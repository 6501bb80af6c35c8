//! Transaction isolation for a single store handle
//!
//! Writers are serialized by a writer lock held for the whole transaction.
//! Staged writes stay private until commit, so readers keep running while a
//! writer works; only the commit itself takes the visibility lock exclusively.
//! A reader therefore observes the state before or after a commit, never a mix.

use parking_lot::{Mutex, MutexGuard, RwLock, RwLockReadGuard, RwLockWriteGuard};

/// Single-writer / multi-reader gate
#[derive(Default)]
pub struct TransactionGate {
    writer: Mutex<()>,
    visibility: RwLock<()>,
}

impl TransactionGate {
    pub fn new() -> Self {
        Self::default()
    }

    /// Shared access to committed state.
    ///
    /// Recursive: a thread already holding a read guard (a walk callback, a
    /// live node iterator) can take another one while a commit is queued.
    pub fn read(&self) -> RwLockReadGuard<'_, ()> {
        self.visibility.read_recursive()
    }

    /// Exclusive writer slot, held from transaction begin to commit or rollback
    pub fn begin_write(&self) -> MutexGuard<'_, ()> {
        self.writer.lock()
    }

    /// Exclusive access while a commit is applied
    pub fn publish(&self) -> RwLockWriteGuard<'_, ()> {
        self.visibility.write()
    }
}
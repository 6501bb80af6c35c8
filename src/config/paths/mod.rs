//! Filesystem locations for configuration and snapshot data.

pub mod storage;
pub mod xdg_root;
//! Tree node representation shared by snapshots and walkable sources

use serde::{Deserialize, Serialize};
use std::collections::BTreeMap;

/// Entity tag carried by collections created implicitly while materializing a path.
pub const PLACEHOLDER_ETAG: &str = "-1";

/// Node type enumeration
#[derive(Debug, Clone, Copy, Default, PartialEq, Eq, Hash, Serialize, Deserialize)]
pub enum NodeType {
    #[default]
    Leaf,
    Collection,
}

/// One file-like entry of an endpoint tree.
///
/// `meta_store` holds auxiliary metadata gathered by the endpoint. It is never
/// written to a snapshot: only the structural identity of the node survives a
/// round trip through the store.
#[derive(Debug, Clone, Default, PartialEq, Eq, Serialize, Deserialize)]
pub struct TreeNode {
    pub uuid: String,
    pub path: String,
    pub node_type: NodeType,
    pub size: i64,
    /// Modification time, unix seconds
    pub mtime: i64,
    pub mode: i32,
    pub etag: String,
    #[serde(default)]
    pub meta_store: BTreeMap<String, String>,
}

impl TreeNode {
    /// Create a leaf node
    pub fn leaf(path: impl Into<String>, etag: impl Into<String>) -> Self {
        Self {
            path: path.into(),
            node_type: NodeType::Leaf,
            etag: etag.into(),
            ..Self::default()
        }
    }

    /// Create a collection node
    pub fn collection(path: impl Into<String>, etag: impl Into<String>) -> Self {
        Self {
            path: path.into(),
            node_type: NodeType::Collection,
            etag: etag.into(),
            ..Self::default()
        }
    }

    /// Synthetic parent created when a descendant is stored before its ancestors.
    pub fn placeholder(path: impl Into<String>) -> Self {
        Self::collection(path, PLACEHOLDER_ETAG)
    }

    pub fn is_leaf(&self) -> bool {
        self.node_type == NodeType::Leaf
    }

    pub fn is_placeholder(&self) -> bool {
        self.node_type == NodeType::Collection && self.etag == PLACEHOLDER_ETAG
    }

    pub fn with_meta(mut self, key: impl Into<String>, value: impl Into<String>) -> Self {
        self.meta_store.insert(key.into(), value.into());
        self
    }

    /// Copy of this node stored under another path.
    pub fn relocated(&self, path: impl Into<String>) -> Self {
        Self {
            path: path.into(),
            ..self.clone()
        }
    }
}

☆ ☆ ☆ ☆ ☆

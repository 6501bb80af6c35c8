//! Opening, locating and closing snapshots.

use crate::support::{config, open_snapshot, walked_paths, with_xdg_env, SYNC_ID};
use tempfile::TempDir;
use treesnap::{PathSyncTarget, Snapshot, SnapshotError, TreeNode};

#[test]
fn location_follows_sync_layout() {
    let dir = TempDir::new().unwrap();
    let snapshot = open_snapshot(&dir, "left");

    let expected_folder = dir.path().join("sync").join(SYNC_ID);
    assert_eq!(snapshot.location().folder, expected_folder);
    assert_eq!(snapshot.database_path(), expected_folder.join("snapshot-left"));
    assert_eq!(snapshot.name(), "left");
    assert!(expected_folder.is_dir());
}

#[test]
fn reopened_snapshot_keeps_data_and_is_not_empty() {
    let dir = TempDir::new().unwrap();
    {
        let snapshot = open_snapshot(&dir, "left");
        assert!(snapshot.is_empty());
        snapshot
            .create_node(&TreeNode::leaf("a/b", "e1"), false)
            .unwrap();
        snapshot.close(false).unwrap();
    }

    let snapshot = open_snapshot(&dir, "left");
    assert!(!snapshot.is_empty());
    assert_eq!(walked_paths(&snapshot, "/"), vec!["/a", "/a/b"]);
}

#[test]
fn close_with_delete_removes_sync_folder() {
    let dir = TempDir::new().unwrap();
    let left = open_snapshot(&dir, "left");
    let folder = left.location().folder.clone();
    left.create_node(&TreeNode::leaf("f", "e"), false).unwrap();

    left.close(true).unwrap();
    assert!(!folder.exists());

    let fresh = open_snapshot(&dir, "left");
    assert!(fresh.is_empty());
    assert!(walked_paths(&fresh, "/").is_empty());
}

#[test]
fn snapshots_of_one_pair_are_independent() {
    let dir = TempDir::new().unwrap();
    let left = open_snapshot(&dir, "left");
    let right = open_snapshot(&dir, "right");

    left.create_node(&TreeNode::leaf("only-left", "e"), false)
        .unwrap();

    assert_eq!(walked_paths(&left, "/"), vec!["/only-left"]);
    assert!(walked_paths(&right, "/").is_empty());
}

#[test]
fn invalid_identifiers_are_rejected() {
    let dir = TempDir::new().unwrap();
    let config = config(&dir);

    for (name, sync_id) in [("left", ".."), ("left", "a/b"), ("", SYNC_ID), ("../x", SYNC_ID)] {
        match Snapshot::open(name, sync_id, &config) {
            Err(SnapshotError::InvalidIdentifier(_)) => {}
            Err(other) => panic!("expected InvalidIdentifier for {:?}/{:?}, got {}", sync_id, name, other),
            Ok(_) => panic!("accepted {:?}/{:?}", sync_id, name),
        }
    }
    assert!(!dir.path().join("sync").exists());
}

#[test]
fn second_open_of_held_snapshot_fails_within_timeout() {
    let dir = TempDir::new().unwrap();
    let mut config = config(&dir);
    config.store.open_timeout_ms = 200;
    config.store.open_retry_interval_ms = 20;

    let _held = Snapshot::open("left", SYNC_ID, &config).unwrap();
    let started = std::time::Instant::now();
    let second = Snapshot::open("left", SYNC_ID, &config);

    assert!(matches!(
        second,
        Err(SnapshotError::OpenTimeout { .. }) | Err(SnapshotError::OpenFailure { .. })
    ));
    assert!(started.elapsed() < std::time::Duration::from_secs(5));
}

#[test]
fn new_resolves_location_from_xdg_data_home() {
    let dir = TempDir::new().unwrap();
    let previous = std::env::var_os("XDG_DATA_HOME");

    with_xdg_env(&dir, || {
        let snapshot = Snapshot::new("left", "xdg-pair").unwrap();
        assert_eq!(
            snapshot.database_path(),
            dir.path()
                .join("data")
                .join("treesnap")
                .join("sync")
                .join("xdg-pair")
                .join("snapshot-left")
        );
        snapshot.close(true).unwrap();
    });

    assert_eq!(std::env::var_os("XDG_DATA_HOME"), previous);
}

☆ ☆ ☆ ☆ ☆

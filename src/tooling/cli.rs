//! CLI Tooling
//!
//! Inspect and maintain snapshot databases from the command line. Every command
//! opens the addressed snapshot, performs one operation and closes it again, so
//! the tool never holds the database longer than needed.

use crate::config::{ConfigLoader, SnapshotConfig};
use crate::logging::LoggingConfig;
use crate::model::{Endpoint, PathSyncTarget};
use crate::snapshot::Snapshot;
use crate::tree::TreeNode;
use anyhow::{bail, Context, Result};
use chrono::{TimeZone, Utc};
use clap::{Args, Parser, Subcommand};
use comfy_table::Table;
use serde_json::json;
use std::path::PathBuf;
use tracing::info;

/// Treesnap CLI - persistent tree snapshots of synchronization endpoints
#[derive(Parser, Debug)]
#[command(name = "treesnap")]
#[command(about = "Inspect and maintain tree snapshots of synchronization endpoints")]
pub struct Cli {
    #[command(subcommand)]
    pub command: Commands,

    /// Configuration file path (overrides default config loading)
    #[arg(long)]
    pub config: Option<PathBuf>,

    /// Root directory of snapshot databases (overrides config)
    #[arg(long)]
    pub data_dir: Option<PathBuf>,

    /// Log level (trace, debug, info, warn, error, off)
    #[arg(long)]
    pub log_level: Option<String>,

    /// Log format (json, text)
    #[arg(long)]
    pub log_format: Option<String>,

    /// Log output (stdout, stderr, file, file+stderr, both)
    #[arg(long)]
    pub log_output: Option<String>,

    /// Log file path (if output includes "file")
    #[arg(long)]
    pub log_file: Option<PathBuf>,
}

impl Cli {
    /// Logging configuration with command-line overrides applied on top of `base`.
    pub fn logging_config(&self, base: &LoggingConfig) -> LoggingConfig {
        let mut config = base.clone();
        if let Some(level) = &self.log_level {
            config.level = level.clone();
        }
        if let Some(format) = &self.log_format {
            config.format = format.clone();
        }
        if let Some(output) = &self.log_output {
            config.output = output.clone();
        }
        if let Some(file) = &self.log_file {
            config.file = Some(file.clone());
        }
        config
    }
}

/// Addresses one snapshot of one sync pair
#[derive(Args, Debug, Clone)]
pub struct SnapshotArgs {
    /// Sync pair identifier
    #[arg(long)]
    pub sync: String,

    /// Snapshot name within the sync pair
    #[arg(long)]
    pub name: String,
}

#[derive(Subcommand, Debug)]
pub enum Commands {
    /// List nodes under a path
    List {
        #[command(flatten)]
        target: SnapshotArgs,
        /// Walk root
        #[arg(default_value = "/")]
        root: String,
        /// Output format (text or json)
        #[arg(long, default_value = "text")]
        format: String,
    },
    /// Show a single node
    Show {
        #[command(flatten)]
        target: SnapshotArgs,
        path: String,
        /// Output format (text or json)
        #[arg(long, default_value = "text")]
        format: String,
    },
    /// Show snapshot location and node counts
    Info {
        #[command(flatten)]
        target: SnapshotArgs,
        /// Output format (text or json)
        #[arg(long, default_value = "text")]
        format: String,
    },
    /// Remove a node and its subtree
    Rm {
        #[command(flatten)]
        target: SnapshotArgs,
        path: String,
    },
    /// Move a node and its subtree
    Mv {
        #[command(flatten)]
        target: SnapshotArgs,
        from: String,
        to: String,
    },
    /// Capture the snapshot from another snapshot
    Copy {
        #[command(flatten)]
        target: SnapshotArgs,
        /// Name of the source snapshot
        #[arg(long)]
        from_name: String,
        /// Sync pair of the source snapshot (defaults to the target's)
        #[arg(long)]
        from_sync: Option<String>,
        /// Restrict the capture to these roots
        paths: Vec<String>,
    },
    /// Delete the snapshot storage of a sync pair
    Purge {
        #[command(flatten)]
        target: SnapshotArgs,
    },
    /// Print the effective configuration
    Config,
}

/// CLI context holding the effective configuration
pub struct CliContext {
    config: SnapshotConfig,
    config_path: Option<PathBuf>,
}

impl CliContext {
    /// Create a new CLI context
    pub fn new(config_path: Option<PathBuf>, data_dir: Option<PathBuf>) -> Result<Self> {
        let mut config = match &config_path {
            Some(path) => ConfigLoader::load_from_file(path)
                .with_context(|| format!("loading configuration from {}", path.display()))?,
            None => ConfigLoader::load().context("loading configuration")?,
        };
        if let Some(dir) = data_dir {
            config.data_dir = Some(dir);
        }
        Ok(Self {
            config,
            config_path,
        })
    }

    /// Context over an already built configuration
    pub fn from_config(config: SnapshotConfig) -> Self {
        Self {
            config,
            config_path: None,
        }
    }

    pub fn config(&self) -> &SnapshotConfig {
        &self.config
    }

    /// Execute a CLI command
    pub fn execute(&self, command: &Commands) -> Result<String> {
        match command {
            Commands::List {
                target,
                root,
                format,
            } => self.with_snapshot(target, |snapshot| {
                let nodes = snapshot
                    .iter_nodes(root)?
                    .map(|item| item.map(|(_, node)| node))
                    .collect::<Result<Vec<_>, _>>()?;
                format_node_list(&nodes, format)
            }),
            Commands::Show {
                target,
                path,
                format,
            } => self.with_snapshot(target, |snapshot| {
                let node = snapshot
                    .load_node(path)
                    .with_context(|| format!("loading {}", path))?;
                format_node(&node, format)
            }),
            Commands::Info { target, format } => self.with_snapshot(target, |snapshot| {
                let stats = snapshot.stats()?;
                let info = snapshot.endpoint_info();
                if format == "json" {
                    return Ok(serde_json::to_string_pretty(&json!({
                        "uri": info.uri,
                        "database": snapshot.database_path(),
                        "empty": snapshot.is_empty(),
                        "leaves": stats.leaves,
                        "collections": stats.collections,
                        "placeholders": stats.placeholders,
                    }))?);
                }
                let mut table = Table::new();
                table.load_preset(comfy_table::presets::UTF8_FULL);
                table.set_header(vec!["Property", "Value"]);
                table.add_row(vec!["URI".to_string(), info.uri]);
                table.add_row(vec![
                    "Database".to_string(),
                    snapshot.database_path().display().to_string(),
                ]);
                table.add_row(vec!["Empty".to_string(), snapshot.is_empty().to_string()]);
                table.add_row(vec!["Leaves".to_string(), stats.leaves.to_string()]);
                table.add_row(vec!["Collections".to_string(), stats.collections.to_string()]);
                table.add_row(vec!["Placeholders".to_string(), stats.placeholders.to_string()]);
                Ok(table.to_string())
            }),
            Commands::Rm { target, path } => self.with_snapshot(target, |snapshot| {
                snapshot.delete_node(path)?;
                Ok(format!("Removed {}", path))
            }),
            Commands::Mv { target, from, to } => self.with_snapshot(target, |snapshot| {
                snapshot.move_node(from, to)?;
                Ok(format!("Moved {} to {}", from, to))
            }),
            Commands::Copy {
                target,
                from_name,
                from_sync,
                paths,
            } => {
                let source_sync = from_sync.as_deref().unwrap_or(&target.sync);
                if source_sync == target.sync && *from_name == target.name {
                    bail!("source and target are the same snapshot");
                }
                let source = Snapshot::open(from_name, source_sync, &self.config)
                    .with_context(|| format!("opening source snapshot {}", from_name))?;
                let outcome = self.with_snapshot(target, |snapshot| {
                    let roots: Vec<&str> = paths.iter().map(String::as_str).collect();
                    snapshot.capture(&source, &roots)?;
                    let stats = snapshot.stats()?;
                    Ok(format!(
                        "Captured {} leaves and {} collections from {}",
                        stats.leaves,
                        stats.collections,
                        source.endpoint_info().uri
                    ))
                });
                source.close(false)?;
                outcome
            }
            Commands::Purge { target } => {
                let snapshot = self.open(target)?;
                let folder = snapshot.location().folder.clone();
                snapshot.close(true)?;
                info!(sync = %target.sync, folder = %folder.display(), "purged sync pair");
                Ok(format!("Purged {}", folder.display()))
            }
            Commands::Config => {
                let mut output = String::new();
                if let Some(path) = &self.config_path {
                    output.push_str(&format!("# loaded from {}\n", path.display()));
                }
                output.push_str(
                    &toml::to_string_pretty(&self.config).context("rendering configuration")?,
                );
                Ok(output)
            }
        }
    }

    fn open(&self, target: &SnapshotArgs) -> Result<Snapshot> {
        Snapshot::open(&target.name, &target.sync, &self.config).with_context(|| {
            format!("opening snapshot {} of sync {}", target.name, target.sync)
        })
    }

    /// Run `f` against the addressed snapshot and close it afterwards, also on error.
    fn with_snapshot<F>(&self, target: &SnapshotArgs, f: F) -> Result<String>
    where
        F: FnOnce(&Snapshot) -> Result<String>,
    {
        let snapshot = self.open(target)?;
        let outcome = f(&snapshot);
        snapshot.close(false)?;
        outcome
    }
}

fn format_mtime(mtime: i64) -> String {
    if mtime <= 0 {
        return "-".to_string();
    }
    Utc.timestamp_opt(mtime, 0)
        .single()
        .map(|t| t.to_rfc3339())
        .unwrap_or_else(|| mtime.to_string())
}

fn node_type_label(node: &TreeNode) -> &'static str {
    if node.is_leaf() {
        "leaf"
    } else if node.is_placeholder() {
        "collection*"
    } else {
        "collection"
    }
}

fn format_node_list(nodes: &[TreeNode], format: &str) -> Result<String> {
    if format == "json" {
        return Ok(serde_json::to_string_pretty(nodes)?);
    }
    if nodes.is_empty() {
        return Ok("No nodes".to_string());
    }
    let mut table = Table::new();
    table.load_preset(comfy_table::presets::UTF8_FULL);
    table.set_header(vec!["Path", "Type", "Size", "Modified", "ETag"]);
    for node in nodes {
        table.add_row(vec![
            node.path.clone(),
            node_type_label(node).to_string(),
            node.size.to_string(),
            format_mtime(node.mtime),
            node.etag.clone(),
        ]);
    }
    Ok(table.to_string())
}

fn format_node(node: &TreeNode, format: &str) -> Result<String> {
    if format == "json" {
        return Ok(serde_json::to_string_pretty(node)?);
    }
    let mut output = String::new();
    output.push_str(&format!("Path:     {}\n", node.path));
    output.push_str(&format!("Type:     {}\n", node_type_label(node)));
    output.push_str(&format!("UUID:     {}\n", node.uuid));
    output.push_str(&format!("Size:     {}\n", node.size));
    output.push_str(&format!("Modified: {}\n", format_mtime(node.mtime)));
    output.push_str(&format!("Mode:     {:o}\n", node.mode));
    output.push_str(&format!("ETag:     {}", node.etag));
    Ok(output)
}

☆ ☆ ☆ ☆ ☆

PROBLEM DESCRIPTION —
All lines of the entries above where "right" turns up should be reported.

RESULT OF THIS EXERCISE —
    let right = open_snapshot(&dir, "right");
    assert!(walked_paths(&right, "/").is_empty());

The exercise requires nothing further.